The INSEE stats agency said yesterday consumer spending fell 0.7% in October from September, the weakest reading since March and worse than even the lowest forecast of 0.6% in a Reuters poll of economists.
However, much of the decline was due to a 3.4% drop in new car sales after a spike the previous month, while clothes and petrol purchases also pulled back amid warmer than usual weather for the season.
Adding to the gloomy picture, the jobless total jumped by 42,000 in October to 3.58mn amid increased layoffs and terminations of fixed-term contracts, Labour Ministry data showed late on Thursday.
The data suggest that a gradual recovery underway in France was on a shaky footing even before the November 13 shootings and suicide bombings in Paris by militant Islamists that killed 130 people and shocked the nation. “It is likely that household consumption may weaken in the fourth quarter after the good performance recorded in the third quarter, although widespread sales promotions across the country may help mitigate the knock-on effect of the attacks on spending,” Unicredit economist Tullia Bucco said in a research note.
“Looking ahead, improved fundamentals support a prompt re-acceleration in consumption in the early months of next year assuming that the terrorist threat subsides, without having any lasting effect on consumer behaviour,” she added.

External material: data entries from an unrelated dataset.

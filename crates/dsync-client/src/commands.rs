//! Command issuer and the connection's write half

use crate::error::{ClientError, ClientResult};
use bytes::BytesMut;
use dsync_core::{GpioCode, SlotKey};
use dsync_protocol::Command;
use tokio::io::{AsyncWrite, AsyncWriteExt};
use tokio::sync::mpsc;
use tracing::{debug, error, trace};

/// Queue end of the command writer.
///
/// Commands are fire-and-forget: each call formats one command and hands it
/// to the writer task without waiting for the controller's reply. Cloning is
/// cheap and every clone feeds the same connection.
#[derive(Debug, Clone)]
pub struct CommandIssuer {
    tx: mpsc::UnboundedSender<Command>,
}

impl CommandIssuer {
    /// Create an issuer and the receiving end a writer drains
    pub fn channel() -> (Self, mpsc::UnboundedReceiver<Command>) {
        let (tx, rx) = mpsc::unbounded_channel();
        (Self { tx }, rx)
    }

    pub fn send(&self, command: Command) -> ClientResult<()> {
        trace!(command = command.name(), "Queueing command");
        self.tx.send(command).map_err(|_| ClientError::Disconnected)
    }

    /// Route a destination to receive from a source
    pub fn set_crosspoint(&self, destination: SlotKey, source: SlotKey) -> ClientResult<()> {
        self.send(Command::SetCrosspoint { destination, source })
    }

    pub fn clear_crosspoint(&self, destination: SlotKey) -> ClientResult<()> {
        self.send(Command::ClearCrosspoint { destination })
    }

    /// Drive a GPIO output from a GPIO input
    pub fn set_gpio_crosspoint(&self, output: SlotKey, input: SlotKey) -> ClientResult<()> {
        self.send(Command::SetGpioCrosspoint { output, input })
    }

    pub fn clear_gpio_crosspoint(&self, output: SlotKey) -> ClientResult<()> {
        self.send(Command::ClearGpioCrosspoint { output })
    }

    /// Write all five lines of a GPO. Each line must be `l`, `h` or `x`.
    pub fn set_gpo_code(&self, output: SlotKey, code: GpioCode) -> ClientResult<()> {
        let code = writable(code)?;
        self.send(Command::SetGpoState { output, code })
    }

    /// Write one GPO line; bit 0 is the first character of the code
    pub fn set_gpo_bit(&self, output: SlotKey, bit: usize, state: bool) -> ClientResult<()> {
        self.set_gpo_code(output, GpioCode::bit_mask(bit, state)?)
    }

    /// Write all five lines of a GPI. Only software-emulated inputs accept this.
    pub fn set_gpi_code(&self, input: SlotKey, code: GpioCode) -> ClientResult<()> {
        let code = writable(code)?;
        self.send(Command::SetGpiState { input, code })
    }

    pub fn set_gpi_bit(&self, input: SlotKey, bit: usize, state: bool) -> ClientResult<()> {
        self.set_gpi_code(input, GpioCode::bit_mask(bit, state)?)
    }

    pub fn ping(&self) -> ClientResult<()> {
        self.send(Command::Ping)
    }
}

fn writable(code: GpioCode) -> ClientResult<GpioCode> {
    if !code.is_mask() {
        return Err(dsync_core::Error::InvalidGpioCode(code.to_string()).into());
    }
    Ok(code)
}

/// Drain queued commands onto the write half until every issuer is dropped
/// or a write fails.
pub async fn write_commands<W>(mut writer: W, mut rx: mpsc::UnboundedReceiver<Command>)
where
    W: AsyncWrite + Unpin,
{
    let mut buf = BytesMut::with_capacity(128);

    while let Some(command) = rx.recv().await {
        command.encode_into(&mut buf);
        trace!(command = command.name(), len = buf.len(), "Sending command");

        let res = writer.write_all(&buf).await;
        buf.clear();
        if let Err(e) = res {
            error!(error = %e, command = command.name(), "Command write failed");
            return;
        }
    }

    if let Err(e) = writer.shutdown().await {
        debug!(error = %e, "Command writer shutdown failed");
    }
}

#[cfg(test)]
mod tests {
    use super::*;

    #[test]
    fn test_issuer_queues_commands() {
        let (issuer, mut rx) = CommandIssuer::channel();

        issuer.clear_crosspoint(SlotKey::new("10.0.0.2", 1)).unwrap();
        issuer.set_gpo_bit(SlotKey::new("10.0.0.1", 0), 2, true).unwrap();

        assert_eq!(
            rx.try_recv().unwrap(),
            Command::ClearCrosspoint { destination: SlotKey::new("10.0.0.2", 1) }
        );
        assert_eq!(
            rx.try_recv().unwrap(),
            Command::SetGpoState {
                output: SlotKey::new("10.0.0.1", 0),
                code: GpioCode::new("xxlxx").unwrap(),
            }
        );
    }

    #[test]
    fn test_issuer_rejects_bad_bit() {
        let (issuer, mut rx) = CommandIssuer::channel();

        assert!(matches!(
            issuer.set_gpi_bit(SlotKey::new("10.0.0.1", 0), 7, true),
            Err(ClientError::Core(dsync_core::Error::InvalidBit(7)))
        ));
        assert!(rx.try_recv().is_err());
    }

    #[test]
    fn test_issuer_writes_only_masks() {
        let (issuer, mut rx) = CommandIssuer::channel();
        let gpo = SlotKey::new("10.0.0.1", 0);

        assert!(matches!(
            issuer.set_gpo_code(gpo.clone(), GpioCode::new("lhLHa").unwrap()),
            Err(ClientError::Core(dsync_core::Error::InvalidGpioCode(_)))
        ));
        assert!(rx.try_recv().is_err());

        issuer.set_gpo_code(gpo, GpioCode::mask("lhxxh").unwrap()).unwrap();
        assert_eq!(&rx.try_recv().unwrap().encode()[..], b"SetGpoState 10.0.0.1 0 lhxxh\r\n");
    }

    #[test]
    fn test_issuer_disconnected() {
        let (issuer, rx) = CommandIssuer::channel();
        drop(rx);

        assert!(matches!(issuer.ping(), Err(ClientError::Disconnected)));
    }

    #[tokio::test]
    async fn test_write_commands() {
        let (issuer, rx) = CommandIssuer::channel();
        let mut out = Vec::new();

        issuer.set_crosspoint(SlotKey::new("10.0.0.2", 0), SlotKey::new("10.0.0.1", 1)).unwrap();
        issuer.ping().unwrap();
        drop(issuer);

        write_commands(&mut out, rx).await;
        assert_eq!(out, b"SetCrosspoint 10.0.0.2 0 10.0.0.1 1\r\nPing\r\n");
    }

    /// Accepts every write, fails on shutdown
    struct NoShutdown(Vec<u8>);

    impl AsyncWrite for NoShutdown {
        fn poll_write(
            mut self: std::pin::Pin<&mut Self>,
            _cx: &mut std::task::Context<'_>,
            buf: &[u8],
        ) -> std::task::Poll<std::io::Result<usize>> {
            self.0.extend_from_slice(buf);
            std::task::Poll::Ready(Ok(buf.len()))
        }

        fn poll_flush(
            self: std::pin::Pin<&mut Self>,
            _cx: &mut std::task::Context<'_>,
        ) -> std::task::Poll<std::io::Result<()>> {
            std::task::Poll::Ready(Ok(()))
        }

        fn poll_shutdown(
            self: std::pin::Pin<&mut Self>,
            _cx: &mut std::task::Context<'_>,
        ) -> std::task::Poll<std::io::Result<()>> {
            std::task::Poll::Ready(Err(std::io::ErrorKind::NotConnected.into()))
        }
    }

    #[tokio::test]
    async fn test_write_commands_survives_shutdown_error() {
        let (issuer, rx) = CommandIssuer::channel();
        let mut out = NoShutdown(Vec::new());

        issuer.ping().unwrap();
        drop(issuer);

        write_commands(&mut out, rx).await;
        assert_eq!(out.0, b"Ping\r\n");
    }
}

President Francois Hollande’s government is hoping that the economy can achieve growth of at least 1.5% next year, which is considered to be the minimum necessary to get unemployment falling.
Economy Minister Emmanuel Macron said this week that tourism in Paris was starting to recover after hotel bookings plummeted in the wake of the attacks.
Economists say that the sector, which generates more than seven% of economic output in France, the world’s top tourist destination, is one of the most vulnerable to any economic fallout from the attacks.
In one positive note, Housing Ministry data released yesterday showed that housing starts rose 0.3% in the three months through October, as the home construction sector pulls out of a deep slump which had been weighing on economic growth.